Bug#143111: [OpenAFS-devel] Testing GNU findutils on AFS.... please!

Thu, 20 Mar 2008 20:06:38 -0400 (EDT)

On Thu, 20 Mar 2008, James Youngman wrote:

> This property is normally honoured by Unix (file-) systems because
> filesystems can only be mounted on subdirectories in any case.  Here's
> an example:

Right, so the link count of the parent counts the mounted-on directory,
not what's mounted there.

> That's not generally true for the reason illustrated above, but I'll
> assume your statement was about AFS specifically.

Correct.

> > You can't tell in advance which kind you'll see, so a heuristic
> >  like checking to see if the rule applies to the first directory you
> >  examine, which probably works fairly well for other filesystems, won't work
> >  with AFS.
>
> So is it the case that I can mount an AFS filesystem at
> /afs/mumble/foo/bar without there previously existing a directory
> /afs/mumble/foo?

Correct, in a way, but your phrasing suggests a conceptual disconnect.
One doesn't generally think of "an AFS filesystem", but of "_the_ AFS
filesystem" -- there is conceptually a single, global filesystem, which is
normally mounted at /afs.

An AFS mount point isn't a dynamic, client-side thing like a normal UNIX
filesystem mount; it is an object _in_ the filesystem which refers to
another volume.  This is presented mostly-transparently to userland as
just another directory.  Part of the "mostly" is the link count currently
under discussion,  The rest is a set of AFS-specific interfaces for
examining and manipulating mount points explicitly (*).

Note that David Howells has an alternate AFS client implementation one
version of which is distributed with the Linux kernel.  He handles mount
points by presenting them to userland as empty directories, allowing any
AFS volume to be mounted on any directory, and providing automounter-like
functionality to trigger mounts as mount points are traversed.  However, I
have no idea whether he adjusts the link counts of the containing
directories to reflect mount points.  I would suspect not, since that
would mean that satisfying stat(2) on a directory would require fetching
metadata for all of its contents from the fileserver.

> At the moment, find (oldfind in 4.2.x and 4.3.x) relies on examining
> the results of stat(2) to figure out if it should turn off the leaf
> optimisation.  It makes this determination for every directory it
> searches.   Supposing find knows that AFS may be in use somewhere on
> the system, what is the highest performance way of determining if the
> link-count assumption will hold immediately within that directory?

I can't think of an efficient way.  It may be helpful to know that inode
numbers in AFS are always odd for true directories, and even for
everything else, including mount points (this began as an artifact of the
server implementation, but too much depends on it for it to change now).
Note that while a volume root is a directory, it is presented with the
inode number of the mount point.

Unfortunately, I'm not sure how that helps you.

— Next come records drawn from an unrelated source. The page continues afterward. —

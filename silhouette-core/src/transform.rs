/// View-space transform primitives for the silhouette classifier
use nalgebra::{Matrix4, Point3, Vector3, Vector4};

/// Normalize a vector, returning the input unchanged when its magnitude
/// is exactly zero.
///
/// Degenerate normals or view vectors (e.g. the camera coincident with a
/// vertex) propagate as zero vectors, so downstream dot products evaluate
/// to zero and the classifier's boolean tests stay defined instead of
/// producing NaN.
pub fn normalize_or_zero(v: Vector3<f32>) -> Vector3<f32> {
    let magnitude = v.norm();
    if magnitude == 0.0 {
        v
    } else {
        v / magnitude
    }
}

/// Build a view matrix from 16 row-major elements.
///
/// The matrix multiplies column vectors, so row-major element order here
/// matches the layout constant-buffer dumps and the reference data use.
pub fn view_matrix_from_rows(elements: &[f32; 16]) -> Matrix4<f32> {
    Matrix4::from_row_slice(elements)
}

/// Transform a world-space normal into view space.
///
/// The normal is extended with w = 0 so the transform's translation does
/// not apply, then renormalized via the zero guard above.
pub fn view_normal(view: &Matrix4<f32>, normal: &Vector3<f32>) -> Vector3<f32> {
    let n4 = view * Vector4::new(normal.x, normal.y, normal.z, 0.0);
    normalize_or_zero(n4.xyz())
}

/// Transform a world-space position into view space.
///
/// The position is extended with w = 1 and the perspective divide is
/// applied unless the transformed w component is exactly zero, in which
/// case the raw xyz is used as-is.
pub fn view_position(view: &Matrix4<f32>, position: &Point3<f32>) -> Vector3<f32> {
    let p4 = view * Vector4::new(position.x, position.y, position.z, 1.0);
    if p4.w != 0.0 {
        p4.xyz() / p4.w
    } else {
        p4.xyz()
    }
}

#[cfg(test)]
mod tests {
    use super::*;

    #[test]
    fn test_normalize_nonzero_has_unit_magnitude() {
        let v = normalize_or_zero(Vector3::new(3.0, -4.0, 12.0));
        assert!((v.norm() - 1.0).abs() < 1e-6);
    }

    #[test]
    fn test_normalize_zero_vector_is_exact_fixed_point() {
        let zero = Vector3::zeros();
        assert_eq!(normalize_or_zero(zero), zero);
    }

    #[test]
    fn test_normalize_is_idempotent_on_unit_vectors() {
        let unit = normalize_or_zero(Vector3::new(1.0, 2.0, -2.0));
        let again = normalize_or_zero(unit);
        assert!((again - unit).norm() < 1e-6);
    }

    #[test]
    fn test_view_matrix_row_major_layout() {
        let m = view_matrix_from_rows(&[
            1.0, 2.0, 3.0, 4.0, //
            5.0, 6.0, 7.0, 8.0, //
            9.0, 10.0, 11.0, 12.0, //
            13.0, 14.0, 15.0, 16.0,
        ]);
        assert_eq!(m[(0, 1)], 2.0);
        assert_eq!(m[(3, 0)], 13.0);
    }

    #[test]
    fn test_view_normal_ignores_translation() {
        let view = view_matrix_from_rows(&[
            1.0, 0.0, 0.0, 5.0, //
            0.0, 1.0, 0.0, -3.0, //
            0.0, 0.0, 1.0, 7.0, //
            0.0, 0.0, 0.0, 1.0,
        ]);
        let n = view_normal(&view, &Vector3::new(0.0, 0.0, 1.0));
        assert!((n - Vector3::new(0.0, 0.0, 1.0)).norm() < 1e-6);
    }

    #[test]
    fn test_view_position_applies_perspective_divide() {
        // Bottom row copies z into w, so w = 2 for this position
        let view = view_matrix_from_rows(&[
            1.0, 0.0, 0.0, 0.0, //
            0.0, 1.0, 0.0, 0.0, //
            0.0, 0.0, 1.0, 0.0, //
            0.0, 0.0, 1.0, 0.0,
        ]);
        let p = view_position(&view, &Point3::new(4.0, 6.0, 2.0));
        assert!((p - Vector3::new(2.0, 3.0, 1.0)).norm() < 1e-6);
    }

    #[test]
    fn test_view_position_skips_divide_when_w_is_zero() {
        // Zero bottom row forces transformed w to exactly zero
        let view = view_matrix_from_rows(&[
            1.0, 0.0, 0.0, 0.0, //
            0.0, 1.0, 0.0, 0.0, //
            0.0, 0.0, 1.0, 0.0, //
            0.0, 0.0, 0.0, 0.0,
        ]);
        let p = view_position(&view, &Point3::new(4.0, 6.0, 2.0));
        assert!(p.iter().all(|c| c.is_finite()));
        assert!((p - Vector3::new(4.0, 6.0, 2.0)).norm() < 1e-6);
    }
}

> Is it feasible for example to assume that directories not
> (canonically) beginning with /afs/ (or matching the regex ///+afs/)
> simply cannot be on an AFS filesystem?

On a system running OpenAFS, it is generally safe to assume that AFS is
mounted in only one place, because we generally can't do anything else.
There was code for a while to allow multiple mounts on MacOS X, but it
used an approach that ISTR was unsafe to begin with and impossible in
later OS releases, so I don't believe it exists any longer.

On a system running OpenAFS, it is also safe to assume that all files in
AFS will have the same value for st_dev.

Unfortunately, these assumptions don't always hold on other clients.

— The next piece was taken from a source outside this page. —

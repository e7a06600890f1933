/// Terminal batch harness for silhouette edge classification
pub mod report;

pub use report::ClassificationReport;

On many platforms, you can expect the reported filesystem type to be
something meaningful.  I don't know whether this is the case for all
platforms or not.

> Now that I think about it, it would also be helpful to know what
> common Linux AFS clients put in struct dirent.d_type for AFS
> filesystem objects (files, directories, ...).

When we know the type, we fill it in.  Directories and mount points get
DT_DIR; files get DT_REG.  Currently symlinks always get DT_UNKNOWN, which
I consider a bug, and so do objects whose type is genuinely not known.

> How about other Unix
> systems which support both AFS and d_type?

MacOS X uses the same logic as Linux, described above.
It doesn't look like OpenAFS supports d_type on other platforms.

> I also understand that AFS
> ACLs can sometimes allow readddir() to return a directory entry
> without it being possible to lstat(2) said directory item.  Is this
> the case?

Yes.  It's possible to get an entry that corresponds to a directory on
which you have no permissions, or a mount point pointing at a volume that
doesn't exist, or for a FetchData call to return an error in response to
some problem on the fileserver.

> What goes into d_type for such items?

The same as in any other case - if we know the type, it gets filled in;
otherwise it get set to DT_UNKNOWN.  Note that the type of a filesystem
object is immutable (so we don't care about cache freshness) and is not
considered to be covered by access controls, so the AFS client may provide
type information via d_type even when lstat(2) would fail.  On the other
hand, we won't make a call to the fileserver just to fill in d_type, so
it's possible to get DT_UNKNOWN when lstat(2) would succeed.  Note however
that if you follow the usual pattern of calling readdir and statting every
file in the directory, the stat results will usually be cached by the time
you ask for them (not always - we do this in the background, so you might
ask for something before we have it).

(*) There is often a third-party library available, either as -lkrbafs or
as -lkafs, which provides a fairly low-level but portable interface to
AFS-specific system calls.  There is also a set of libraries that come
with OpenAFS which could be used to do the same thing; these will work in
more situations (for example, across an AFS/NFS translator, if the NFS
client is configured correctly), but pulls in a lot more code.  Feel free
to contact me offline if you want more information about these.

-- Jeff